Et puis, au Havre, il se passe parfois de drôles de choses et des choses très drôles…
Par exemple, autour de ce petit hôtel miteux pas loin des docks… Son veilleur de nuit, Dom, s’apprête à passer une soirée tranquille devant une bonne vieille vidéo et un bon sandwich, quand des drôles de clients viennent troubler sa quiétude. L’un est un anglais muni d’un chien remuant, l’autre est une jeune femme pieds nus, sans bagages, qui lui affirme être une fée et avoir le pouvoir d’exaucer trois de ses voeux… Déjà, c’est saugrenu…
Mais si vous ajoutez à cela un trio de sans papiers qui veulent partir en Angleterre, un patron de bistro complètement miro et un pack de rugbywomen expertes en art lyrique, vous avouerez que ce n’est quand même pas banal et que cela mérite un petit peu d’attention…

Maintenant, de deux choses l’une : soit vous avez détesté l’humour burlesque, “à l’ancienne”, du trio Dominique Abel/Fiona Gordon/Bruno Romy dans L’Iceberg ou Rumba, et vous n’aimerez pas du tout leur nouveau film, soit vous avez apprécié la fantaisie et la poésie des oeuvres précitées et vous serez probablement encore séduit par La Fée, qui s’inscrit dans la même lignée…

La Fée - 6

Ici, on appartient plutôt à la seconde catégorie. Depuis que nous avons découvert les premiers courts-métrages de Fiona Gordon et Dominique Abel, nous avons toujours apprécié leur univers artistique très singulier, entre Tati et Kaurismäki, avec gags visuels étourdissants et fond teinté de noir…
Aussi, on prend bien évidemment plaisir à suivre les mésaventures absurdo-comiques de ces drôles de zigues cabossés par la vie, perdants magnifiques semblables à ceux qui peuplent les spectacles de Macha Makeïeff et Jérôme Deschamps…

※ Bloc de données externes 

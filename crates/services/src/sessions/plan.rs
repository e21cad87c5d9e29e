use rand::Rng;
use rand::seq::SliceRandom;

use quiz_core::model::Question;

/// Quizzes never go shorter than this unless the bank itself is smaller.
pub const MIN_QUIZ_LENGTH: usize = 10;

/// Selection result for a quiz build.
#[derive(Debug, Clone, PartialEq)]
pub struct QuizPlan {
    pub questions: Vec<Question>,
    pub requested: usize,
    pub available: usize,
}

impl QuizPlan {
    /// Total number of questions in this plan.
    #[must_use]
    pub fn total(&self) -> usize {
        self.questions.len()
    }

    #[must_use]
    pub fn is_empty(&self) -> bool {
        self.questions.is_empty()
    }
}

/// Builds a quiz by shuffling the whole bank and keeping a prefix.
pub struct QuizPlanner<'a> {
    questions: &'a [Question],
}

impl<'a> QuizPlanner<'a> {
    #[must_use]
    pub fn new(questions: &'a [Question]) -> Self {
        Self { questions }
    }

    /// Allowed `(min, max)` quiz lengths for the bank.
    #[must_use]
    pub fn bounds(&self) -> (usize, usize) {
        let total = self.questions.len();
        (total.min(MIN_QUIZ_LENGTH), total)
    }

    /// Clamp a requested length into `bounds()`.
    #[must_use]
    pub fn session_length(&self, requested: usize) -> usize {
        let (min, max) = self.bounds();
        requested.clamp(min, max)
    }

    /// Build a plan using the thread-local RNG.
    #[must_use]
    pub fn build(&self, requested: usize) -> QuizPlan {
        self.build_with_rng(requested, &mut rand::rng())
    }

    /// Build a plan from a random permutation drawn from `rng`.
    pub fn build_with_rng<R: Rng + ?Sized>(&self, requested: usize, rng: &mut R) -> QuizPlan {
        let length = self.session_length(requested);
        let mut shuffled = self.questions.to_vec();
        shuffled.as_mut_slice().shuffle(rng);
        shuffled.truncate(length);

        QuizPlan {
            questions: shuffled,
            requested,
            available: self.questions.len(),
        }
    }
}

#[cfg(test)]
mod tests {
    use super::*;
    use quiz_core::model::QuestionId;
    use rand::SeedableRng;
    use rand::rngs::StdRng;
    use std::collections::HashSet;

    fn bank(n: usize) -> Vec<Question> {
        (0..n)
            .map(|i| {
                Question::new(
                    QuestionId::new(format!("q{i}")),
                    format!("Question {i}"),
                    vec!["a".into(), "b".into()],
                    i % 2,
                    None,
                )
                .unwrap()
            })
            .collect()
    }

    #[test]
    fn length_is_clamped_between_floor_and_total() {
        let questions = bank(25);
        let planner = QuizPlanner::new(&questions);
        assert_eq!(planner.bounds(), (10, 25));
        assert_eq!(planner.session_length(0), 10);
        assert_eq!(planner.session_length(3), 10);
        assert_eq!(planner.session_length(17), 17);
        assert_eq!(planner.session_length(99), 25);
    }

    #[test]
    fn small_bank_uses_everything() {
        let questions = bank(3);
        let planner = QuizPlanner::new(&questions);
        assert_eq!(planner.bounds(), (3, 3));
        assert_eq!(planner.build(1).total(), 3);
    }

    #[test]
    fn empty_bank_builds_empty_plan() {
        let plan = QuizPlanner::new(&[]).build(5);
        assert!(plan.is_empty());
        assert_eq!(plan.available, 0);
    }

    #[test]
    fn plan_has_no_duplicates() {
        let questions = bank(30);
        let plan = QuizPlanner::new(&questions).build(20);
        let ids: HashSet<_> = plan.questions.iter().map(|q| q.id().clone()).collect();
        assert_eq!(ids.len(), 20);
        assert_eq!(plan.requested, 20);
    }

    #[test]
    fn seeded_rng_is_deterministic() {
        let questions = bank(15);
        let planner = QuizPlanner::new(&questions);
        let a = planner.build_with_rng(12, &mut StdRng::seed_from_u64(7));
        let b = planner.build_with_rng(12, &mut StdRng::seed_from_u64(7));
        assert_eq!(a, b);
    }
}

Le début est brillant. Les gags s’enchaînent à un rythme soutenu, la machine burlesque fonctionne à plein régime. Mais elle tombe en panne sèche à partir du moment où la romance entre les deux personnages principaux se développe. Les ressorts burlesques se retrouvent alors un peu grippés. Le film s’essouffle, hélas, et on rit un peu moins.
Mais à la place, on a droit à un peu de magie et de curieuses séquences dansées, dans l’esprit de celles qui ponctuaient  Rumba. Citons notamment une belle séquence “aquatique” avec un ballet de méduses en… sacs plastiques.

La Fée - 3

De la magie, donc, et un peu de rêve… Car c’est de cela dont traite le film, au final : chaque personnage rêve de quelque chose, d’un objet, d’une situation, d’un objectif, qui lui permettrait d’égayer un peu la grisaille, de rompre avec le train-train quotidien ou de redémarrer une nouvelle vie ailleurs…
Les auteurs observent avec tendresse et humanité leurs personnages, doux rêveurs croyant aux miracles, à l’Amour avec un grand A  et à la solidarité… Mais là aussi, ils ne vont pas tout à fait au bout de la démarche, comme s’ils avaient peur de briser l’équilibre comique de leur récit… Dommage…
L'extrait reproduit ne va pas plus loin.